-- EXERCISE REQUIREMENTS --
If a line in the records below contains "Deserialize", copy that line.

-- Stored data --
+ + + + +

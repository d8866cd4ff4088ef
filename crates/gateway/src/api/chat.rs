//! `POST /chat` — creates a run, publishes it to `runs.new`, and streams
//! the run's `ui.events` back as SSE until `run_finished` (spec §4.8, §4.1).

use std::convert::Infallible;

use axum::extract::{Extension, State};
use axum::response::sse::{Event, KeepAlive, Sse};
use axum::response::IntoResponse;
use axum::Json;
use futures_util::Stream;
use nx_bus::Topic;
use nx_domain::models::{Message as BusMessage, MessageContent, Role, Run};
use serde::Deserialize;
use tokio::sync::mpsc;

use crate::api::auth::PublicKey;
use crate::state::AppState;

#[derive(Debug, Deserialize)]
pub struct ChatRequest {
    pub user_input: String,
    #[serde(default)]
    pub client_timestamp_utc: Option<String>,
    #[serde(default)]
    pub client_timezone_offset: Option<i64>,
}

pub async fn chat(State(state): State<AppState>, Extension(PublicKey(owner_key)): Extension<PublicKey>, Json(body): Json<ChatRequest>) -> impl IntoResponse {
    let mut run = Run::new(owner_key.clone());
    run.history.push(BusMessage::new(run.id.clone(), owner_key.clone(), Role::Human, MessageContent::Text(body.user_input)));
    if let Some(ts) = body.client_timestamp_utc {
        run.metadata.insert("client_timestamp_utc".into(), serde_json::json!(ts));
    }
    if let Some(offset) = body.client_timezone_offset {
        run.metadata.insert("client_timezone_offset".into(), serde_json::json!(offset));
    }

    let rx = state.run_queues.register(run.id.clone());

    let envelope = BusMessage::new(run.id.clone(), owner_key, Role::System, MessageContent::Run(Box::new(run)));
    state.bus.publish(Topic::RunsNew, serde_json::to_value(&envelope).unwrap_or(serde_json::Value::Null));

    Sse::new(make_sse_stream(rx)).keep_alive(KeepAlive::new().text("keepalive"))
}

fn make_sse_stream(mut rx: mpsc::UnboundedReceiver<serde_json::Value>) -> impl Stream<Item = Result<Event, Infallible>> {
    async_stream::stream! {
        while let Some(item) = rx.recv().await {
            let event_type = item.get("event").and_then(|v| v.as_str()).unwrap_or("error").to_string();
            let payload = item.get("payload").cloned().unwrap_or(serde_json::Value::Null);
            yield Ok(Event::default().event(event_type).data(payload.to_string()));
        }
    }
}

+ + + + +

-- ANSWER SECTION --
use serde::Deserialize;
#[derive(Debug, Deserialize)]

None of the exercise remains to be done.